For various reasons, I was looking for Deleuze’s writings on the fall, or “la chute”, just yeasterday. It’s a concept I discovered just at the time of his death when he had thrown himself out of a window. Interresting coincidence. Suddenly I remember that I had discussed this matter on an old discussion list on Deleuze & Guattari’s work way back in the Mosaic era of the Internet (ah, I could almost shed a tear). I looked it up, and sure enough it was still there (cringe). I actually thought it was interresting, so here is the link [C’est ton chagrin idiot]. Unfortunately I hadn’t learned to keep out of flame wars back then (allow me my youth), so there’s a little whining, but that old archive generated a few ideas during the night, so I wanted to put it here — if only for myself — so as to have an easy access to it.

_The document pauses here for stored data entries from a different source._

#[cfg(test)]
mod tests {
    use super::*;
    use crate::landmark::{FingerStates, Landmark};

    fn config(debounce_frames: u32) -> SegmenterConfig {
        SegmenterConfig {
            debounce_frames,
            idle_timeout_ms: 500,
            word_complete_dwell_ms: 300,
        }
    }

    fn hand(fingers: FingerStates, x: f32, y: f32) -> HandObservation {
        HandObservation::at_fingertip(Landmark::new(x, y), fingers)
    }

    fn drawing(ts: u64, x: f32) -> LandmarkFrame {
        LandmarkFrame::with_hand(ts, hand(FingerStates::pointing(), x, 0.5))
    }

    fn fist(ts: u64) -> LandmarkFrame {
        LandmarkFrame::with_hand(ts, hand(FingerStates::fist(), 0.5, 0.5))
    }

    fn palm(ts: u64) -> LandmarkFrame {
        LandmarkFrame::with_hand(ts, hand(FingerStates::open_palm(), 0.5, 0.5))
    }

    #[test]
    fn test_stroke_start_point_end_without_debounce() {
        let mut seg = GestureSegmenter::new(config(1));

        assert!(matches!(
            seg.process(&drawing(0, 0.1)),
            SegmentEvent::StrokeStart { timestamp_ms: 0, .. }
        ));
        assert!(matches!(
            seg.process(&drawing(33, 0.2)),
            SegmentEvent::StrokePoint { timestamp_ms: 33, .. }
        ));
        assert_eq!(
            seg.process(&fist(66)),
            SegmentEvent::StrokeEnd { timestamp_ms: 66 }
        );
        assert_eq!(seg.process(&fist(99)), SegmentEvent::NoOp);
    }

    #[test]
    fn test_debounce_delays_stroke_start() {
        let mut seg = GestureSegmenter::new(config(3));

        assert_eq!(seg.process(&drawing(0, 0.1)), SegmentEvent::NoOp);
        assert_eq!(seg.process(&drawing(33, 0.2)), SegmentEvent::NoOp);
        match seg.process(&drawing(66, 0.3)) {
            SegmentEvent::StrokeStart { point, .. } => assert_eq!(point, Point2::new(0.3, 0.5)),
            other => panic!("Expected StrokeStart, got {:?}", other),
        }
    }

    #[test]
    fn test_single_frame_jitter_does_not_end_stroke() {
        let mut seg = GestureSegmenter::new(config(3));
        for i in 0..3 {
            seg.process(&drawing(i * 33, 0.1));
        }
        assert!(seg.is_stroke_open());

        assert_eq!(seg.process(&fist(100)), SegmentEvent::NoOp);
        assert!(matches!(
            seg.process(&drawing(133, 0.2)),
            SegmentEvent::StrokePoint { .. }
        ));
        assert!(seg.is_stroke_open());
    }

    #[test]
    fn test_idle_frames_never_open_stroke() {
        let mut seg = GestureSegmenter::new(config(1));
        for i in 0..20 {
            assert_eq!(seg.process(&fist(i * 33)), SegmentEvent::NoOp);
        }
        assert!(!seg.is_stroke_open());
    }

    #[test]
    fn test_open_palm_ends_stroke_then_completes_word() {
        let mut seg = GestureSegmenter::new(config(1));
        seg.process(&drawing(0, 0.1));
        seg.process(&drawing(33, 0.2));

        assert_eq!(
            seg.process(&palm(66)),
            SegmentEvent::StrokeEnd { timestamp_ms: 66 }
        );
        assert_eq!(seg.process(&palm(200)), SegmentEvent::NoOp);
        assert_eq!(
            seg.process(&palm(366)),
            SegmentEvent::WordComplete { timestamp_ms: 366 }
        );
    }

    #[test]
    fn test_word_complete_fires_once_per_hold() {
        let mut seg = GestureSegmenter::new(config(1));
        let events: Vec<_> = (0..30).map(|i| seg.process(&palm(i * 33))).collect();
        let fired = events
            .iter()
            .filter(|e| matches!(e, SegmentEvent::WordComplete { .. }))
            .count();
        assert_eq!(fired, 1);

        // Lower the palm, raise it again: a second hold fires again.
        seg.process(&fist(1000));
        let fired_again = (0..20)
            .map(|i| seg.process(&palm(1033 + i * 33)))
            .filter(|e| matches!(e, SegmentEvent::WordComplete { .. }))
            .count();
        assert_eq!(fired_again, 1);
    }

    #[test]
    fn test_dwell_measured_from_first_palm_frame() {
        let mut seg = GestureSegmenter::new(SegmenterConfig {
            debounce_frames: 3,
            idle_timeout_ms: 500,
            word_complete_dwell_ms: 100,
        });
        assert_eq!(seg.process(&palm(0)), SegmentEvent::NoOp);
        assert_eq!(seg.process(&palm(50)), SegmentEvent::NoOp);
        assert_eq!(
            seg.process(&palm(100)),
            SegmentEvent::WordComplete { timestamp_ms: 100 }
        );
    }

    #[test]
    fn test_short_gap_keeps_stroke() {
        let mut seg = GestureSegmenter::new(config(1));
        seg.process(&drawing(0, 0.1));

        assert_eq!(
            seg.process(&LandmarkFrame::absent(200)),
            SegmentEvent::NoOp
        );
        assert!(matches!(
            seg.process(&drawing(400, 0.2)),
            SegmentEvent::StrokePoint { .. }
        ));
    }

    #[test]
    fn test_long_gap_aborts_stroke() {
        let mut seg = GestureSegmenter::new(config(1));
        seg.process(&drawing(0, 0.1));
        seg.process(&drawing(33, 0.2));

        assert_eq!(seg.process(&LandmarkFrame::absent(300)), SegmentEvent::NoOp);
        assert_eq!(
            seg.process(&LandmarkFrame::absent(534)),
            SegmentEvent::StrokeAborted {
                timestamp_ms: 534,
                idle_ms: 501
            }
        );
        assert_eq!(seg.pose(), Pose::Idle);
        assert!(!seg.is_stroke_open());
    }

    #[test]
    fn test_timestamp_gap_with_hand_aborts_stroke() {
        let mut seg = GestureSegmenter::new(config(1));
        seg.process(&drawing(0, 0.1));

        assert!(matches!(
            seg.process(&drawing(2000, 0.2)),
            SegmentEvent::StrokeAborted { idle_ms: 2000, .. }
        ));
        // The hand is back: the next frame starts a fresh stroke.
        assert!(matches!(
            seg.process(&drawing(2033, 0.3)),
            SegmentEvent::StrokeStart { .. }
        ));
    }

    #[test]
    fn test_long_gap_without_stroke_is_silent() {
        let mut seg = GestureSegmenter::new(config(1));
        seg.process(&fist(0));
        assert_eq!(seg.process(&LandmarkFrame::absent(5000)), SegmentEvent::NoOp);
    }

    #[test]
    fn test_backwards_timestamp_is_clamped() {
        let mut seg = GestureSegmenter::new(config(1));
        seg.process(&drawing(100, 0.1));
        assert_eq!(
            seg.process(&drawing(50, 0.2)),
            SegmentEvent::StrokePoint {
                point: Point2::new(0.2, 0.5),
                timestamp_ms: 100
            }
        );
    }

    #[test]
    fn test_drawing_without_landmarks_is_idle() {
        let mut seg = GestureSegmenter::new(config(1));
        let frame = LandmarkFrame::with_hand(0, HandObservation::new(vec![], FingerStates::pointing()));
        assert_eq!(seg.process(&frame), SegmentEvent::NoOp);
        assert_eq!(seg.pose(), Pose::Idle);
    }

    #[test]
    fn test_cancel_stroke_restarts_on_next_drawing_frame() {
        let mut seg = GestureSegmenter::new(config(1));
        seg.process(&drawing(0, 0.1));
        seg.cancel_stroke();

        assert!(matches!(
            seg.process(&drawing(33, 0.2)),
            SegmentEvent::StrokeStart { timestamp_ms: 33, .. }
        ));
    }

    #[test]
    fn test_highest_confidence_hand_selected() {
        let mut seg = GestureSegmenter::new(config(1));
        let frame = LandmarkFrame::new(
            0,
            vec![
                hand(FingerStates::fist(), 0.1, 0.1).with_confidence(0.5),
                hand(FingerStates::pointing(), 0.9, 0.9).with_confidence(0.8),
            ],
        );
        match seg.process(&frame) {
            SegmentEvent::StrokeStart { point, .. } => assert_eq!(point, Point2::new(0.9, 0.9)),
            other => panic!("Expected StrokeStart, got {:?}", other),
        }
    }

    #[test]
    fn test_confidence_tie_goes_to_first_hand() {
        let mut seg = GestureSegmenter::new(config(1));
        let frame = LandmarkFrame::new(
            0,
            vec![
                hand(FingerStates::pointing(), 0.1, 0.1).with_confidence(0.7),
                hand(FingerStates::pointing(), 0.9, 0.9).with_confidence(0.7),
            ],
        );
        match seg.process(&frame) {
            SegmentEvent::StrokeStart { point, .. } => assert_eq!(point, Point2::new(0.1, 0.1)),
            other => panic!("Expected StrokeStart, got {:?}", other),
        }
    }

    #[test]
    fn test_drawing_hand_keeps_priority_by_handedness() {
        let mut seg = GestureSegmenter::new(config(1));
        let right = |x| {
            hand(FingerStates::pointing(), x, 0.5)
                .with_handedness(Handedness::Right)
                .with_confidence(0.6)
        };
        seg.process(&LandmarkFrame::new(0, vec![right(0.2)]));

        // A more confident left hand appears; the right hand keeps drawing.
        let frame = LandmarkFrame::new(
            33,
            vec![
                hand(FingerStates::pointing(), 0.8, 0.8)
                    .with_handedness(Handedness::Left)
                    .with_confidence(0.99),
                right(0.25),
            ],
        );
        match seg.process(&frame) {
            SegmentEvent::StrokePoint { point, .. } => assert_eq!(point, Point2::new(0.25, 0.5)),
            other => panic!("Expected StrokePoint, got {:?}", other),
        }
    }

    #[test]
    fn test_unlabeled_hands_tracked_by_nearest_tip() {
        let mut seg = GestureSegmenter::new(config(1));
        seg.process(&drawing(0, 0.2));

        let frame = LandmarkFrame::new(
            33,
            vec![
                hand(FingerStates::pointing(), 0.9, 0.1).with_confidence(0.99),
                hand(FingerStates::pointing(), 0.22, 0.5).with_confidence(0.5),
            ],
        );
        match seg.process(&frame) {
            SegmentEvent::StrokePoint { point, .. } => assert_eq!(point, Point2::new(0.22, 0.5)),
            other => panic!("Expected StrokePoint, got {:?}", other),
        }
    }

    #[test]
    fn test_missing_drawing_hand_does_not_hand_over_stroke() {
        let mut seg = GestureSegmenter::new(config(1));
        let right = |x| hand(FingerStates::pointing(), x, 0.5).with_handedness(Handedness::Right);
        let left = |x| hand(FingerStates::pointing(), x, 0.5).with_handedness(Handedness::Left);

        seg.process(&LandmarkFrame::new(0, vec![right(0.1), left(0.9)]));
        seg.process(&LandmarkFrame::new(33, vec![right(0.12), left(0.9)]));

        // Right drops out for a frame; the left hand must not join the stroke.
        assert_eq!(
            seg.process(&LandmarkFrame::new(66, vec![left(0.9)])),
            SegmentEvent::NoOp
        );
        assert!(seg.is_stroke_open());

        match seg.process(&LandmarkFrame::new(99, vec![right(0.14), left(0.91)])) {
            SegmentEvent::StrokePoint { point, .. } => assert_eq!(point, Point2::new(0.14, 0.5)),
            other => panic!("Expected StrokePoint, got {:?}", other),
        }
    }

    #[test]
    fn test_other_hand_alone_lets_stroke_time_out() {
        let mut seg = GestureSegmenter::new(config(1));
        let right = |x| hand(FingerStates::pointing(), x, 0.5).with_handedness(Handedness::Right);
        let left = hand(FingerStates::pointing(), 0.9, 0.5).with_handedness(Handedness::Left);

        seg.process(&LandmarkFrame::new(0, vec![right(0.1)]));
        seg.process(&LandmarkFrame::new(33, vec![right(0.12)]));

        for ts in [100, 300, 500] {
            assert_eq!(
                seg.process(&LandmarkFrame::new(ts, vec![left.clone()])),
                SegmentEvent::NoOp
            );
        }
        assert_eq!(
            seg.process(&LandmarkFrame::new(600, vec![left.clone()])),
            SegmentEvent::StrokeAborted {
                timestamp_ms: 600,
                idle_ms: 567
            }
        );

        // With no stroke open, the remaining hand may take over.
        assert!(matches!(
            seg.process(&LandmarkFrame::new(633, vec![left])),
            SegmentEvent::StrokeStart { .. }
        ));
    }

    #[test]
    fn test_unlabeled_far_hand_is_not_the_drawing_hand() {
        let mut seg = GestureSegmenter::new(config(1));
        seg.process(&drawing(0, 0.1));
        seg.process(&drawing(33, 0.12));

        assert_eq!(seg.process(&drawing(66, 0.95)), SegmentEvent::NoOp);
        assert!(seg.is_stroke_open());

        assert!(matches!(
            seg.process(&drawing(99, 0.14)),
            SegmentEvent::StrokePoint { .. }
        ));
    }

    #[test]
    fn test_reset_returns_to_idle() {
        let mut seg = GestureSegmenter::new(config(1));
        seg.process(&drawing(0, 0.1));
        seg.reset();
        assert_eq!(seg.pose(), Pose::Idle);
        assert!(!seg.is_stroke_open());
    }
}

File spoon-archives/deleuze-guattari.archive/d-g_1995/deleuze_death, message 48
Date: Wed, 8 Nov 1995 13:17:04 +0100
From: douglas edric stanley <destanley-AT-teaser.fr>
Subject: Oh, its just your stupid grieving
>Nietzsche writes in TWILIGHT OF THE IDOLS and also in ZARATHUSTRA of 'dying at
>the right time'. When it is no longer possible to live well, it is time to
>die well, against the farce that Christianity has made death into.
>
>I'm not sure if jumping out a window constitutes 'dying well', but it's
>probably best to get some more details first.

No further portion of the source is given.